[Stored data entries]
______________________________
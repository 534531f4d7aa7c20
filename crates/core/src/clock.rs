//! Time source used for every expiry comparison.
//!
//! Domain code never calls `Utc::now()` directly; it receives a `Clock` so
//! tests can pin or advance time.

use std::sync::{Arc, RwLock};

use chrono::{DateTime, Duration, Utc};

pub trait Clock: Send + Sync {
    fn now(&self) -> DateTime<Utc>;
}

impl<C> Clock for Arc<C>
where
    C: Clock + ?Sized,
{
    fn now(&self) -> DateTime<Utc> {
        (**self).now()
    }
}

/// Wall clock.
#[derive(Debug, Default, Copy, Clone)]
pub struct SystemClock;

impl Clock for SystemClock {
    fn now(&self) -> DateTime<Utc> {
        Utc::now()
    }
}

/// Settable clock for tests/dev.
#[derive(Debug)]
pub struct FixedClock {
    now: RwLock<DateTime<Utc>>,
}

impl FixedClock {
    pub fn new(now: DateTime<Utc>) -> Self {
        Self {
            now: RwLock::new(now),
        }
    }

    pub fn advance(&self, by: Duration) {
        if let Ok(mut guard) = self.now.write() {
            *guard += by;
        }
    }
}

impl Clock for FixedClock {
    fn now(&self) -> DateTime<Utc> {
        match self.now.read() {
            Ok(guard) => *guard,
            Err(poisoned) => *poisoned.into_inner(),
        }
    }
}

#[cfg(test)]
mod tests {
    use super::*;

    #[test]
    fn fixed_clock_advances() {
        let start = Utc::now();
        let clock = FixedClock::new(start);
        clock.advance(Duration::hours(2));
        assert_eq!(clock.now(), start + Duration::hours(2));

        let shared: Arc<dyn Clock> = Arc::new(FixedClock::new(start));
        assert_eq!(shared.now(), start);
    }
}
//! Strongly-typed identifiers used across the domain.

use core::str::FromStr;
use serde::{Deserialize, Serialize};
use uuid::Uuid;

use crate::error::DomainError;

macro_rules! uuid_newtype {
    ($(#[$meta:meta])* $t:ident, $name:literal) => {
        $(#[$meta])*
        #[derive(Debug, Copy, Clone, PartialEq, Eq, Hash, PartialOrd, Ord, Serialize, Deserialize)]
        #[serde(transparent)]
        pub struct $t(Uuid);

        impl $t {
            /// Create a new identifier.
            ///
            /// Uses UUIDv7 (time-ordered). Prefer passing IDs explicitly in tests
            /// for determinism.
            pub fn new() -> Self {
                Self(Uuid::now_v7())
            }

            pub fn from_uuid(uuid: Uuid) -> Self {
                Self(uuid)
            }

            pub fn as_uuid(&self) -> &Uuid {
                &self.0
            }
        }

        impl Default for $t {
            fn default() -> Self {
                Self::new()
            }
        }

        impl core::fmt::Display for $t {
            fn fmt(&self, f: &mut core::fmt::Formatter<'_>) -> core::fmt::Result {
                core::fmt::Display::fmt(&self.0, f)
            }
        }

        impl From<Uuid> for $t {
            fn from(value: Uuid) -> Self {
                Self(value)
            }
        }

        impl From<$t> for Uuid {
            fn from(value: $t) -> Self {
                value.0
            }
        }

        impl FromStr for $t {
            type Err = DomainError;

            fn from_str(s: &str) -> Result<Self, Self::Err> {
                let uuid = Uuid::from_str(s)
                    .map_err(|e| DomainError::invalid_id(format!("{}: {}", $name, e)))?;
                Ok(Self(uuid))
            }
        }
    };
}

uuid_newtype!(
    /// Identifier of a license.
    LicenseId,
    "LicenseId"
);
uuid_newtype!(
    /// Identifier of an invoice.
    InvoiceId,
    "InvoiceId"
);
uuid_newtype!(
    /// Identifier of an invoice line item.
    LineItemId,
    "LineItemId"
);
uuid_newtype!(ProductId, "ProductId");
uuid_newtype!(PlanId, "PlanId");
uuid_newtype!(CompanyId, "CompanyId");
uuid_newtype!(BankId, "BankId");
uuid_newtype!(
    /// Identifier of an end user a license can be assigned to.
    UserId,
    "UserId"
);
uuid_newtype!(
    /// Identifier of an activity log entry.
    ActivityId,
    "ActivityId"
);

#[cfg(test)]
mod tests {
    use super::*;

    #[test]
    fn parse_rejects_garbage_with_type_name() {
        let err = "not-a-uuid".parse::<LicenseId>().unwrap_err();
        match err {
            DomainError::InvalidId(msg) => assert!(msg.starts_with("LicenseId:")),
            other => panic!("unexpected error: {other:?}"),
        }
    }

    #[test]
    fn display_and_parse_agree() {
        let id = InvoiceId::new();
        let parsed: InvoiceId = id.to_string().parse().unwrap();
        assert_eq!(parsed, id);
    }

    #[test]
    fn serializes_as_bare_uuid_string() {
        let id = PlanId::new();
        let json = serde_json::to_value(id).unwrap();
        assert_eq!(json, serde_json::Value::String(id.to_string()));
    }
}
______________________________
Prompt: Down to the last line, copy the entries above exactly.

Response box:
repository 534531f4d7aa7c20
filename crates/core/src/clock.rs
//! Time source used for every expiry comparison.
//!
//! Domain code never calls `Utc::now()` directly; it receives a `Clock` so
//! tests can pin or advance time.

use std::sync::{Arc, RwLock};

use chrono::{DateTime, Duration, Utc};

pub trait Clock: Send + Sync {
    fn now(&self) -> DateTime<Utc>;
}

impl<C> Clock for Arc<C>
where
    C: Clock + ?Sized,
{
    fn now(&self) -> DateTime<Utc> {
        (**self).now()
    }
}

/// Wall clock.
#[derive(Debug, Default, Copy, Clone)]
pub struct SystemClock;

impl Clock for SystemClock {
    fn now(&self) -> DateTime<Utc> {
        Utc::now()
    }
}

/// Settable clock for tests/dev.
#[derive(Debug)]
pub struct FixedClock {
    now: RwLock<DateTime<Utc>>,
}

impl FixedClock {
    pub fn new(now: DateTime<Utc>) -> Self {
        Self {
            now: RwLock::new(now),
        }
    }

    pub fn advance(&self, by: Duration) {
        if let Ok(mut guard) = self.now.write() {
            *guard += by;
        }
    }
}

impl Clock for FixedClock {
    fn now(&self) -> DateTime<Utc> {
        match self.now.read() {
            Ok(guard) => *guard,
            Err(poisoned) => *poisoned.into_inner(),
        }
    }
}

#[cfg(test)]
mod tests {
    use super::*;

    #[test]
    fn fixed_clock_advances() {
        let start = Utc::now();
        let clock = FixedClock::new(start);
        clock.advance(Duration::hours(2));
        assert_eq!(clock.now(), start + Duration::hours(2));

        let shared: Arc<dyn Clock> = Arc::new(FixedClock::new(start));
        assert_eq!(shared.now(), start);
    }
}
//! Strongly-typed identifiers used across the domain.

use core::str::FromStr;
use serde::{Deserialize, Serialize};
use uuid::Uuid;

use crate::error::DomainError;

macro_rules! uuid_newtype {
    ($(#[$meta:meta])* $t:ident, $name:literal) => {
        $(#[$meta])*
        #[derive(Debug, Copy, Clone, PartialEq, Eq, Hash, PartialOrd, Ord, Serialize, Deserialize)]
        #[serde(transparent)]
        pub struct $t(Uuid);

        impl $t {
            /// Create a new identifier.
            ///
            /// Uses UUIDv7 (time-ordered). Prefer passing IDs explicitly in tests
            /// for determinism.
            pub fn new() -> Self {
                Self(Uuid::now_v7())
            }

            pub fn from_uuid(uuid: Uuid) -> Self {
                Self(uuid)
            }

            pub fn as_uuid(&self) -> &Uuid {
                &self.0
            }
        }

        impl Default for $t {
            fn default() -> Self {
                Self::new()
            }
        }

        impl core::fmt::Display for $t {
            fn fmt(&self, f: &mut core::fmt::Formatter<'_>) -> core::fmt::Result {
                core::fmt::Display::fmt(&self.0, f)
            }
        }

        impl From<Uuid> for $t {
            fn from(value: Uuid) -> Self {
                Self(value)
            }
        }

        impl From<$t> for Uuid {
            fn from(value: $t) -> Self {
                value.0
            }
        }

        impl FromStr for $t {
            type Err = DomainError;

            fn from_str(s: &str) -> Result<Self, Self::Err> {
                let uuid = Uuid::from_str(s)
                    .map_err(|e| DomainError::invalid_id(format!("{}: {}", $name, e)))?;
                Ok(Self(uuid))
            }
        }
    };
}

uuid_newtype!(
    /// Identifier of a license.
    LicenseId,
    "LicenseId"
);
uuid_newtype!(
    /// Identifier of an invoice.
    InvoiceId,
    "InvoiceId"
);
uuid_newtype!(
    /// Identifier of an invoice line item.
    LineItemId,
    "LineItemId"
);
uuid_newtype!(ProductId, "ProductId");
uuid_newtype!(PlanId, "PlanId");
uuid_newtype!(CompanyId, "CompanyId");
uuid_newtype!(BankId, "BankId");
uuid_newtype!(
    /// Identifier of an end user a license can be assigned to.
    UserId,
    "UserId"
);
uuid_newtype!(
    /// Identifier of an activity log entry.
    ActivityId,
    "ActivityId"
);

#[cfg(test)]
mod tests {
    use super::*;

    #[test]
    fn parse_rejects_garbage_with_type_name() {
        let err = "not-a-uuid".parse::<LicenseId>().unwrap_err();
        match err {
            DomainError::InvalidId(msg) => assert!(msg.starts_with("LicenseId:")),
            other => panic!("unexpected error: {other:?}"),
        }
    }

    #[test]
    fn display_and_parse_agree() {
        let id = InvoiceId::new();
        let parsed: InvoiceId = id.to_string().parse().unwrap();
        assert_eq!(parsed, id);
    }

    #[test]
    fn serializes_as_bare_uuid_string() {
        let id = PlanId::new();
        let json = serde_json::to_value(id).unwrap();
        assert_eq!(json, serde_json::Value::String(id.to_string()));
    }
}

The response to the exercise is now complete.